I have written about the deceptive nature of early successes before – in particular in the SaaS or B2B world, where it can lead to a phenomenon called “shelfware.”It’s vitally important for a startup to understand the phenomenon, which is why I loved Brad Feld’s recent post about the “illusion of product / market fit.” This, too, is a must read for any entrepreneur.I’m obsessed with the topic because it has become my job. I have many investments with early traction and the entrepreneurs I work with must be tired of my constantly saying,

“Are we really making a difference? Are our users addicted to our product? Are we making their lives better? Will we win the battle for share-of-mind every time they pick up their phone or log into their computers?”

I have seen many companies move rapidly up-and-to-the-right by Google search rankings only to crash when they rewrite the algorithm or start competing by offering the same service directly on the SERP. It’s ok to live-and-die by Google early. But if users don’t come back to your product directly and often, I question whether you have a sustainable product or company.

The same thing has happened on Facebook. How many video companies went through the roof when FB promoted video only to go into a free-fall dive when they don’t promote the app and when core users aren’t addicted to the product.

There are also those app companies that went viral due to spammy friend requests to download in an app store only to have a community backlash and subsequent crash. “Hacking” growth is only sustainable with a truly great product.

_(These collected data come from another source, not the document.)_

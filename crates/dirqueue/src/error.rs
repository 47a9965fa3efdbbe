//! Error types for queue operations.

use chrono::Duration;
use thiserror::Error;

/// Comprehensive error type for all queue operations
#[derive(Debug, Error)]
pub enum QueueError {
    #[error("Storage failure at {path}: {source}")]
    Storage {
        path: String,
        #[source]
        source: std::io::Error,
    },

    #[error("Timed out after {waited:?} waiting for queue lock {path}")]
    LockTimeout {
        path: String,
        waited: std::time::Duration,
    },

    #[error("Queue '{queue_name}' has been closed")]
    QueueClosed { queue_name: String },

    #[error("Queue not found: {queue_name}")]
    QueueNotFound { queue_name: String },

    #[error("Connection failed: {message}")]
    ConnectionFailed { message: String },

    #[error("Authentication failed: {message}")]
    AuthenticationFailed { message: String },

    #[error("Provider error ({provider}): {code} - {message}")]
    ProviderError {
        provider: String,
        code: String,
        message: String,
    },

    #[error("Serialization failed: {0}")]
    SerializationError(#[from] SerializationError),

    #[error("Configuration error: {0}")]
    ConfigurationError(#[from] ConfigurationError),

    #[error("Validation error: {0}")]
    ValidationError(#[from] ValidationError),
}

impl QueueError {
    /// Wrap an I/O failure on `path` as a storage error
    pub fn storage(path: &std::path::Path, source: std::io::Error) -> Self {
        Self::Storage {
            path: path.display().to_string(),
            source,
        }
    }

    /// Check if error is transient and should be retried
    pub fn is_transient(&self) -> bool {
        match self {
            Self::Storage { .. } => false,
            Self::LockTimeout { .. } => true,
            Self::QueueClosed { .. } => false,
            Self::QueueNotFound { .. } => false,
            Self::ConnectionFailed { .. } => true,
            Self::AuthenticationFailed { .. } => false,
            Self::ProviderError { .. } => true, // Provider-specific errors are usually transient
            Self::SerializationError(_) => false,
            Self::ConfigurationError(_) => false,
            Self::ValidationError(_) => false,
        }
    }

    /// Check if error should be retried
    pub fn should_retry(&self) -> bool {
        self.is_transient()
    }

    /// Get suggested retry delay
    pub fn retry_after(&self) -> Option<Duration> {
        match self {
            Self::LockTimeout { .. } => Some(Duration::seconds(1)),
            Self::ConnectionFailed { .. } => Some(Duration::seconds(5)),
            _ => None,
        }
    }
}

/// Errors while encoding or decoding stored records
#[derive(Debug, Error)]
pub enum SerializationError {
    #[error("Record has no '{separator}' separator: {line:?}")]
    MalformedRecord { line: String, separator: char },

    #[error("Response parsing failed: {message}")]
    InvalidResponse { message: String },
}

/// Configuration errors
#[derive(Debug, Error)]
pub enum ConfigurationError {
    #[error("Invalid configuration: {message}")]
    Invalid { message: String },

    #[error("Missing required configuration: {key}")]
    Missing { key: String },

    #[error("Configuration parsing failed: {message}")]
    Parsing { message: String },
}

/// Validation errors
#[derive(Debug, Error)]
pub enum ValidationError {
    #[error("Required field missing: {field}")]
    Required { field: String },

    #[error("Invalid format for {field}: {message}")]
    InvalidFormat { field: String, message: String },

    #[error("Value out of range for {field}: {message}")]
    OutOfRange { field: String, message: String },
}

#[cfg(test)]
#[path = "error_tests.rs"]
mod tests;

This is true in mobile games where some products (think: Words With Friends, Angry Birds, Clash of Clans) where the game is used to get friends connecting, where the characters resonate and draw people back again or have something else sustainable beyond the initial rush of a new game.

And of course it’s true in personal productivity apps, SMB apps, B2B software and so forth.

Nowhere is this more obvious than eCommerce, where many companies juice growth through massive over-spending on customer acquisition only to hit a break wall when consumers don’t love the brand and keep coming back once the heroine-induced traffic disappears.

So you need to really know what to measure as a definition of success.

There is no better post to read on this topic than Ev Williams “A Mile Wide and An Inch Deep.”  I wish I had written this myself since it’s a saying I often espouse. His point is that you should figure out the metrics that truly matter in your business and hold yourself accountable to these. Not vanity metrics. And for fuck sakes please don’t use cumulative numbers to make yourself feel great unless they’re warranted.

Push yourself hard to be honest with yourself. I promise you that products that aren’t truly valuable eventually fade. They are most susceptible to being disrupted by better versions. If venture capital is propping up your business performance – good luck when the spigot slows one day.

Only truly great products, making a difference, and becoming embedded in a business activity or personal life are sustainable.

The rest eventually become shelfware.